## Task requirements
Go through the entries one line at a time, and gather every line that has the word "logging".

-- Data extract follows --

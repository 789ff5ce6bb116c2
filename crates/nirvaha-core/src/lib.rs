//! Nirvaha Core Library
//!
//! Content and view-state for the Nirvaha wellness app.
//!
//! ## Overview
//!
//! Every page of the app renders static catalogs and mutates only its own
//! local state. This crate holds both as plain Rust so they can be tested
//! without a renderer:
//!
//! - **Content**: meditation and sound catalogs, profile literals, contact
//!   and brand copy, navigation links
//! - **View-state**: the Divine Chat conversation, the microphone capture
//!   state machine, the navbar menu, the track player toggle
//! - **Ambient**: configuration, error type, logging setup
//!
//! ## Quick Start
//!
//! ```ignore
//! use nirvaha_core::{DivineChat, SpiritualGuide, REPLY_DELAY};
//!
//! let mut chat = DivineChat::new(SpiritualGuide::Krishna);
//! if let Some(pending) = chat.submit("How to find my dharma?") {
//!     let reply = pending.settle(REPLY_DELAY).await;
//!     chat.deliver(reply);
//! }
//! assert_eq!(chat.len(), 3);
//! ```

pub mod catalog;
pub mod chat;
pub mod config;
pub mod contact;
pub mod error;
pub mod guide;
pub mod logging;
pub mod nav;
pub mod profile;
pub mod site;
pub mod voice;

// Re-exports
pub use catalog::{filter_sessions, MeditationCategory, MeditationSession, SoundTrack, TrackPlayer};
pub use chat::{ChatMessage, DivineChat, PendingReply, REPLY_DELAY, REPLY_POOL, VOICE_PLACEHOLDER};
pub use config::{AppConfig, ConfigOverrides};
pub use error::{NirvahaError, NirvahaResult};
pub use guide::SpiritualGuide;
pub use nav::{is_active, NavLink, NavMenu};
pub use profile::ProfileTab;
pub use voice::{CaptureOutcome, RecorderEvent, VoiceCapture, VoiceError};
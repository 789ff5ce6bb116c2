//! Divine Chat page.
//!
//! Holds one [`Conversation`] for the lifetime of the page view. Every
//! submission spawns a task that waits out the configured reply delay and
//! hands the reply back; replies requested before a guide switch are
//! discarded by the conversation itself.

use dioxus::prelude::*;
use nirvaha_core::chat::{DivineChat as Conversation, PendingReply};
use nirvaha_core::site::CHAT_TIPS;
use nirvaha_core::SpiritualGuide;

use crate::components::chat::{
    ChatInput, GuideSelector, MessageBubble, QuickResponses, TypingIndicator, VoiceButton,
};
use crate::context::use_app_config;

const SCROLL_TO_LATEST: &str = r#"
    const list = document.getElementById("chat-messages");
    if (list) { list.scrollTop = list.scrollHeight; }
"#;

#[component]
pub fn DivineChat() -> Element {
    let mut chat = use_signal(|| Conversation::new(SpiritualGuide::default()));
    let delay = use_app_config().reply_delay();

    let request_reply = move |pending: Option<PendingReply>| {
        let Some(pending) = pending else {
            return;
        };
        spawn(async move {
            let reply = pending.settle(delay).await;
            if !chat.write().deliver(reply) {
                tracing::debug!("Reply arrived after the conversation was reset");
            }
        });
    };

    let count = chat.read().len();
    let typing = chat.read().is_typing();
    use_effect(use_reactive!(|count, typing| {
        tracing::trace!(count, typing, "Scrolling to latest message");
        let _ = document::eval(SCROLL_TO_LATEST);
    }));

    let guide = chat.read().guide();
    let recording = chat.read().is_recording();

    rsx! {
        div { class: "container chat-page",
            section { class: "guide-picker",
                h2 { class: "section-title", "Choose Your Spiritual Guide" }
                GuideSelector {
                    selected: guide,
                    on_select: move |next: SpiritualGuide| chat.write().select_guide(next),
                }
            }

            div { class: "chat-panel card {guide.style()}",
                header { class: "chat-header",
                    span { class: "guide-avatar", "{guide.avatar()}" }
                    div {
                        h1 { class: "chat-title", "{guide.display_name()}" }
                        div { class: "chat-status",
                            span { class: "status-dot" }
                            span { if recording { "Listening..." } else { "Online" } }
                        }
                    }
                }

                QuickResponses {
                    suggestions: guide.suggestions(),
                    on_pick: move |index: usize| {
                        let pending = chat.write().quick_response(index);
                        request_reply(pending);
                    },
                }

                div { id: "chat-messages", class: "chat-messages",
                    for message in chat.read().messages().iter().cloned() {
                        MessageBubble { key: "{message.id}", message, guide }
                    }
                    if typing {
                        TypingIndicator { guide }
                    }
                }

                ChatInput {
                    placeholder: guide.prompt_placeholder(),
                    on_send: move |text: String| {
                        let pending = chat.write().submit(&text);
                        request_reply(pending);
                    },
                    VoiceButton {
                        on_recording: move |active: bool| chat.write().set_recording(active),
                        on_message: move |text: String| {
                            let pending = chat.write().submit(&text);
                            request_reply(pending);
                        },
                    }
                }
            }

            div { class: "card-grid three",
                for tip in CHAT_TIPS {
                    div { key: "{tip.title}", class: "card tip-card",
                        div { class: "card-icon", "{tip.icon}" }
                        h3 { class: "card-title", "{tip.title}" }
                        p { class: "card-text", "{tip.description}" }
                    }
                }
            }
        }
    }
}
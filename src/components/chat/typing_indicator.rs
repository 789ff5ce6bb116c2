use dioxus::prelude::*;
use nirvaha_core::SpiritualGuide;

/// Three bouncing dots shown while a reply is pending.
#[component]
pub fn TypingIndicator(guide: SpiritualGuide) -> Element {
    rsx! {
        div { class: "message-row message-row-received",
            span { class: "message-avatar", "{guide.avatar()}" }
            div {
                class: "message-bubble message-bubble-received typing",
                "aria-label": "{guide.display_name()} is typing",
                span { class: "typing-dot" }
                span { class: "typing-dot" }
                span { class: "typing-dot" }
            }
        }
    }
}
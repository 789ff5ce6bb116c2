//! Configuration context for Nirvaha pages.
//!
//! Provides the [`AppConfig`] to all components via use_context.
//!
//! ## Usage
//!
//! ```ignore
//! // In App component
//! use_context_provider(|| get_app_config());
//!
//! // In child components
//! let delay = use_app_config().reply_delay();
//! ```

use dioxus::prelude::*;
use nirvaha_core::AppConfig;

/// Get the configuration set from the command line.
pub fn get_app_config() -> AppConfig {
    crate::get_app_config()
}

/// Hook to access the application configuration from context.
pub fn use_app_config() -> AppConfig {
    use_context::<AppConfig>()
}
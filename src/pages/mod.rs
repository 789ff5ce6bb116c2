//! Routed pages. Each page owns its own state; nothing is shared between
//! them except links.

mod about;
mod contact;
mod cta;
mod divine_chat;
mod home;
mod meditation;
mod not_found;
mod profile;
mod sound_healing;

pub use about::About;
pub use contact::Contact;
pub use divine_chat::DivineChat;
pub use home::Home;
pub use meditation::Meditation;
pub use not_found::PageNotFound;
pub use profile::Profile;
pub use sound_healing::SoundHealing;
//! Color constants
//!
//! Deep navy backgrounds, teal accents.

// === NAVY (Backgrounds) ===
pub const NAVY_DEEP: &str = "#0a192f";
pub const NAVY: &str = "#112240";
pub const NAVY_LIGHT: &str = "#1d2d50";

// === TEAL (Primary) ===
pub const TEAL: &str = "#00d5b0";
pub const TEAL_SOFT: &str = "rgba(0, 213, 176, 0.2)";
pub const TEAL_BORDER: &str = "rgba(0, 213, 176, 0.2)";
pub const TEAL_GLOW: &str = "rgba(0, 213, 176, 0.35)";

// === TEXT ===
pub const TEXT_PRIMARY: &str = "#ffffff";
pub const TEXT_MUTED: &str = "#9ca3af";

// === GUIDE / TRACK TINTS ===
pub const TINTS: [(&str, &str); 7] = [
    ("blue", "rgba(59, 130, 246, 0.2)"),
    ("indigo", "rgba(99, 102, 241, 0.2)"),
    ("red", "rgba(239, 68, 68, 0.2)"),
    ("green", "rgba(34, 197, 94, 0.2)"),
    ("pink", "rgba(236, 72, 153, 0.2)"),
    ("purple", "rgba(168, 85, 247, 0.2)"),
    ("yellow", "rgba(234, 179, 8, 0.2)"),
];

-- Data extract concluded --

## Expected output
//! - **Ambient**: configuration, error type, logging setup
pub mod logging;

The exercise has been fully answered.